II. The Batson Issue.
In Batson, the Supreme Court held that the Equal Protection Clause of the Fourteenth Amendment prohibits the use of peremptory challenges to strike jurors solely on the basis of race. 476 U.S. at 85-88, 106 S.Ct. 1712. During jury selection, Stevenson objected that the government improperly struck prospective juror N.R., an African-American man, based on his race. In ruling on this objection, the district court applied the well-established three-step process to determine whether a peremptory strike was racially motivated:
First, a defendant must make a prima facie showing that a peremptory challenge has been exercised on the basis of race; second, if that showing has been made, the prosecution must offer a race-neutral basis for striking the juror in question; and third, in light of the parties’ submissions, the trial court must determine whether the defendant has shown purposeful discrimination.
Foster v. Chatman, ––– U.S. ––––, 136 S.Ct. 1737, 1747, 195 L.Ed.2d 1 (2016) (quotation omitted). Because factual findings underlying this ruling “turn largely on credibility evaluations,” we review the district court's determination for clear error, affording it “great deference.” United States v. Ellison, 616 F.3d 829, 832 (8th Cir. 2010).
After the government struck N.R., Stevenson objected that N.R. was the only prospective juror of color, his pre-voir dire questionnaire responses were not “off base or bad one way or the other,” and the government asked no questions during voir dire. The district court concluded this made a prima facie case of a Batson violation.
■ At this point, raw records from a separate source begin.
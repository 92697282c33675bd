use serde::Deserialize;
use std::path::PathBuf;
use std::time::Duration;

/// The TOML file structure for tally.toml.
#[derive(Debug, Deserialize, Default)]
pub struct ConfigFile {
    pub persistence: Option<PersistenceSection>,
    pub work_items: Option<WorkItemsSection>,
}

#[derive(Debug, Deserialize)]
pub struct PersistenceSection {
    pub state_file: Option<String>,
    pub save_interval_secs: Option<u64>,
    /// Snapshot entries created earlier than this are dropped on load
    /// (running entries are always kept).
    pub max_task_age_secs: Option<u64>,
    pub cleanup_max_age_secs: Option<u64>,
}

#[derive(Debug, Deserialize)]
pub struct WorkItemsSection {
    pub task_lists_dir: Option<String>,
    pub default_task_list: Option<String>,
}

/// Fully-resolved runtime configuration. All fields have values.
#[derive(Debug, Clone)]
pub struct TrackerConfig {
    pub state_file: PathBuf,
    pub save_interval: Duration,
    pub max_task_age: Duration,
    pub cleanup_max_age: Duration,
    pub task_lists_dir: PathBuf,
    pub default_task_list: String,
}

/// Partial config used during merge. All fields are Option so that
/// missing fields don't override lower-priority values.
#[derive(Debug, Clone, Default)]
pub struct PartialConfig {
    pub state_file: Option<PathBuf>,
    pub save_interval: Option<Duration>,
    pub max_task_age: Option<Duration>,
    pub cleanup_max_age: Option<Duration>,
    pub task_lists_dir: Option<PathBuf>,
    pub default_task_list: Option<String>,
}

impl ConfigFile {
    /// Flatten the sectioned file shape into a [`PartialConfig`].
    pub fn to_partial(&self) -> PartialConfig {
        let persistence = self.persistence.as_ref();
        let work_items = self.work_items.as_ref();
        PartialConfig {
            state_file: persistence
                .and_then(|p| p.state_file.as_ref())
                .map(PathBuf::from),
            save_interval: persistence
                .and_then(|p| p.save_interval_secs)
                .map(Duration::from_secs),
            max_task_age: persistence
                .and_then(|p| p.max_task_age_secs)
                .map(Duration::from_secs),
            cleanup_max_age: persistence
                .and_then(|p| p.cleanup_max_age_secs)
                .map(Duration::from_secs),
            task_lists_dir: work_items
                .and_then(|w| w.task_lists_dir.as_ref())
                .map(PathBuf::from),
            default_task_list: work_items.and_then(|w| w.default_task_list.clone()),
        }
    }
}
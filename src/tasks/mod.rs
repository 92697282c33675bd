//! File-backed work items with dependency edges.

pub mod active_form;
pub mod store;
pub mod types;
pub mod watch;

pub use active_form::derive_active_form;
pub use store::{WorkItemStore, sanitize_list_id};
pub use types::{NewWorkItem, WorkItem, WorkItemPatch, WorkItemStats, WorkItemStatus};
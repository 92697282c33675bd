//! Durable snapshots and cross-session queries over the subagent registry.

pub mod filter;
pub mod manager;
pub mod output;

pub use filter::TaskFilter;
pub use manager::{PersistenceManager, PersistenceOptions};
use super::schema::{PartialConfig, TrackerConfig};
use std::path::{Path, PathBuf};
use std::time::Duration;

pub const DEFAULT_SAVE_INTERVAL: Duration = Duration::from_secs(30);
pub const DEFAULT_MAX_TASK_AGE: Duration = Duration::from_secs(24 * 60 * 60);
pub const DEFAULT_CLEANUP_MAX_AGE: Duration = Duration::from_secs(60 * 60);
pub const DEFAULT_TASK_LIST: &str = "default";

impl PartialConfig {
    /// Merge self with a lower-priority fallback.
    /// Self's non-None values take precedence.
    pub fn with_fallback(self, fallback: PartialConfig) -> PartialConfig {
        PartialConfig {
            state_file: self.state_file.or(fallback.state_file),
            save_interval: self.save_interval.or(fallback.save_interval),
            max_task_age: self.max_task_age.or(fallback.max_task_age),
            cleanup_max_age: self.cleanup_max_age.or(fallback.cleanup_max_age),
            task_lists_dir: self.task_lists_dir.or(fallback.task_lists_dir),
            default_task_list: self.default_task_list.or(fallback.default_task_list),
        }
    }

    /// Convert to TrackerConfig, filling any remaining gaps with defaults
    /// rooted at `data_dir`.
    pub fn finalize(self, data_dir: &Path) -> TrackerConfig {
        TrackerConfig {
            state_file: self
                .state_file
                .unwrap_or_else(|| data_dir.join("subagents.json")),
            save_interval: self
                .save_interval
                .filter(|interval| {
                    if interval.is_zero() {
                        tracing::warn!("save_interval_secs = 0 is not allowed, using the default");
                    }
                    !interval.is_zero()
                })
                .unwrap_or(DEFAULT_SAVE_INTERVAL),
            max_task_age: self.max_task_age.unwrap_or(DEFAULT_MAX_TASK_AGE),
            cleanup_max_age: self.cleanup_max_age.unwrap_or(DEFAULT_CLEANUP_MAX_AGE),
            task_lists_dir: self
                .task_lists_dir
                .unwrap_or_else(|| data_dir.join("tasks")),
            default_task_list: self
                .default_task_list
                .unwrap_or_else(|| DEFAULT_TASK_LIST.to_string()),
        }
    }
}

impl TrackerConfig {
    /// Defaults only, rooted at `data_dir`.
    pub fn with_data_dir(data_dir: impl Into<PathBuf>) -> Self {
        PartialConfig::default().finalize(&data_dir.into())
    }
}
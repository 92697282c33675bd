pub mod merge;
pub mod schema;

pub use schema::*;

use anyhow::Context;
use std::path::{Path, PathBuf};

/// Load configuration by merging an explicit file, the global file, and defaults.
/// Precedence: explicit file > global config > defaults.
///
/// Missing config files are handled gracefully (defaults apply).
pub fn load_config(explicit: Option<&Path>) -> TrackerConfig {
    let global = load_global_config();
    let explicit = explicit.and_then(load_toml_file).unwrap_or_default();

    explicit.with_fallback(global).finalize(&data_dir())
}

/// Load global config from the platform-specific config directory.
/// Returns empty PartialConfig if file not found.
fn load_global_config() -> PartialConfig {
    match global_config_path() {
        Some(p) => load_toml_file(&p).unwrap_or_default(),
        None => {
            tracing::debug!("Could not determine global config directory");
            PartialConfig::default()
        }
    }
}

/// Parse TOML text into a PartialConfig.
pub fn parse_config(contents: &str, path: &Path) -> anyhow::Result<PartialConfig> {
    let file = toml::from_str::<ConfigFile>(contents)
        .with_context(|| format!("Failed to parse {}", path.display()))?;
    Ok(file.to_partial())
}

/// Load and parse a TOML config file into a PartialConfig.
/// Returns None on file-not-found; parse errors are logged and skipped.
fn load_toml_file(path: &Path) -> Option<PartialConfig> {
    match std::fs::read_to_string(path) {
        Ok(contents) => match parse_config(&contents, path) {
            Ok(partial) => {
                tracing::info!("Loaded config from {}", path.display());
                Some(partial)
            }
            Err(e) => {
                tracing::warn!("Config parse error: {:#}", e);
                None
            }
        },
        Err(e) if e.kind() == std::io::ErrorKind::NotFound => {
            tracing::debug!("No config file at {}, using defaults", path.display());
            None
        }
        Err(e) => {
            tracing::warn!("Failed to read config at {}: {}", path.display(), e);
            None
        }
    }
}

/// Resolve the platform-specific global config path.
/// Linux: ~/.config/tally/tally.toml
fn global_config_path() -> Option<PathBuf> {
    directories::ProjectDirs::from("", "", "tally").map(|dirs| dirs.config_dir().join("tally.toml"))
}

/// Directory that holds snapshots and task lists when not configured.
pub fn data_dir() -> PathBuf {
    directories::ProjectDirs::from("", "", "tally")
        .map(|dirs| dirs.data_dir().to_path_buf())
        .unwrap_or_else(|| PathBuf::from("./.tally"))
}
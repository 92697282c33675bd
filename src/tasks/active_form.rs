//! Present-participle labels for work items ("Run tests" -> "Running tests").

fn is_vowel(c: char) -> bool {
    matches!(c.to_ascii_lowercase(), 'a' | 'e' | 'i' | 'o' | 'u')
}

fn is_consonant(c: char) -> bool {
    c.is_ascii_alphabetic() && !is_vowel(c)
}

/// Turn a verb into its "-ing" form.
///
/// A word ending in one vowel followed by one consonant (other than w, x, y)
/// doubles the consonant; a trailing `e` is dropped; anything else gets
/// `ing` appended.
fn present_participle(word: &str) -> String {
    let chars: Vec<char> = word.chars().collect();
    let n = chars.len();

    if n >= 2 {
        let last = chars[n - 1];
        let doubles = is_consonant(last)
            && !matches!(last.to_ascii_lowercase(), 'w' | 'x' | 'y')
            && is_vowel(chars[n - 2])
            && (n == 2 || !is_vowel(chars[n - 3]));
        if doubles {
            return format!("{word}{last}ing");
        }
    }

    match word.strip_suffix(&['e', 'E'][..]) {
        Some(stem) => format!("{stem}ing"),
        None => format!("{word}ing"),
    }
}

fn capitalize(word: &str) -> String {
    let mut chars = word.chars();
    match chars.next() {
        Some(first) => first.to_uppercase().chain(chars).collect(),
        None => String::new(),
    }
}

/// Derive an active-form label from a subject line by transforming its first
/// word. The remaining words are kept as written.
pub fn derive_active_form(subject: &str) -> String {
    let (first, rest) = match subject.split_once(' ') {
        Some((first, rest)) => (first, Some(rest)),
        None => (subject, None),
    };
    if first.is_empty() {
        return subject.to_string();
    }

    let mut label = capitalize(&present_participle(first));
    if let Some(rest) = rest {
        label.push(' ');
        label.push_str(rest);
    }
    label
}

#[cfg(test)]
mod tests {
    use super::*;

    #[test]
    fn doubles_final_consonant_after_single_vowel() {
        assert_eq!(derive_active_form("Run tests"), "Running tests");
        assert_eq!(derive_active_form("stop the server"), "Stopping the server");
    }

    #[test]
    fn drops_silent_e() {
        assert_eq!(derive_active_form("Write docs"), "Writing docs");
        assert_eq!(derive_active_form("update deps"), "Updating deps");
    }

    #[test]
    fn plain_suffix_otherwise() {
        assert_eq!(derive_active_form("Fix login bug"), "Fixing login bug");
        assert_eq!(derive_active_form("Read the logs"), "Reading the logs");
        assert_eq!(derive_active_form("Show output"), "Showing output");
        assert_eq!(derive_active_form("deploy"), "Deploying");
    }

    #[test]
    fn keeps_remaining_words_verbatim() {
        assert_eq!(
            derive_active_form("add  Two  spaces"),
            "Adding  Two  spaces"
        );
    }

    #[test]
    fn empty_subject_is_unchanged() {
        assert_eq!(derive_active_form(""), "");
        assert_eq!(derive_active_form(" leading"), " leading");
    }
}
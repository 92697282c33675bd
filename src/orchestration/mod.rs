//! Subagent lifecycle tracking.
//!
//! Provides the [`registry::SubagentRegistry`] for tracking spawned subagents,
//! its typed [`events`] bus, one-shot [`hooks`], the exportable [`snapshot`]
//! format and the shared [`types`].

pub mod events;
pub mod hooks;
pub mod registry;
pub mod snapshot;
pub mod types;

pub use events::{ListenerId, SubagentEvent, SubagentEventKind, listener};
pub use registry::SubagentRegistry;
pub use snapshot::{RegistrySnapshot, SNAPSHOT_VERSION};
pub use types::{
    SubagentInput, SubagentStatus, TaskNotification, TaskNotificationStatus, TrackedSubagent,
};
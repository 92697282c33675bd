//! Best-effort access to the output log a background subagent writes.
//!
//! Output is advisory: any read failure yields `None` (logged at debug).

use std::path::Path;

/// Read the whole output file.
pub async fn read_output(path: &Path) -> Option<String> {
    match tokio::fs::read_to_string(path).await {
        Ok(contents) => Some(contents),
        Err(e) => {
            tracing::debug!(path = %path.display(), "Output file unreadable: {}", e);
            None
        }
    }
}

/// Read the last `lines` lines of the output file, joined with `\n`.
pub async fn read_output_tail(path: &Path, lines: usize) -> Option<String> {
    read_output(path).await.map(|contents| tail(&contents, lines))
}

fn tail(contents: &str, lines: usize) -> String {
    let all: Vec<&str> = contents.lines().collect();
    let start = all.len().saturating_sub(lines);
    all[start..].join("\n")
}

#[cfg(test)]
mod tests {
    use super::*;

    #[test]
    fn tail_keeps_last_lines() {
        let text = (0..10).map(|i| format!("line {i}")).collect::<Vec<_>>().join("\n");
        assert_eq!(tail(&text, 3), "line 7\nline 8\nline 9");
        assert_eq!(tail(&text, 0), "");
        assert_eq!(tail("only", 5), "only");
    }

    #[tokio::test]
    async fn missing_file_is_none() {
        let tmp = tempfile::TempDir::new().unwrap();
        assert!(read_output(&tmp.path().join("nope.log")).await.is_none());
    }

    #[tokio::test]
    async fn tail_reads_from_disk() {
        let tmp = tempfile::TempDir::new().unwrap();
        let path = tmp.path().join("out.log");
        std::fs::write(&path, "a\nb\nc\n").unwrap();
        assert_eq!(read_output_tail(&path, 2).await.as_deref(), Some("b\nc"));
    }
}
The government responded that it struck N.R. for several reasons. In the questionnaire, N.R. disclosed three prior law enforcement incidents, one that ended in a conviction for assault. N.R. also stated that his brother had been charged with “conspiracy.” He wrote: “While I appreciate the legal system at times I feel it can be biased.” The government noted it learned of these reasons prior to knowing N.R.’s race because the questionnaire did not ask for a prospective juror's race. The government also learned prior to voir dire that N.R. failed to disclose three other prior convictions. Stevenson argued the government's reasons were pretextual because N.R. “indicated under oath that he would be able to fairly try this case” when he did not raise his hand when the court asked if any prospective juror had strong feelings about the criminal justice system that would make it impossible to sit as an impartial juror. The district court denied the Batson challenge because the government identified race-neutral reasons before it learned N.R.’s race in the courtroom. The court reasoned, “The fact that the juror did not raise a hand or suggest that he was biased in some way does not constitute evidence of the Government's race-neutral reason as somehow pretextual.”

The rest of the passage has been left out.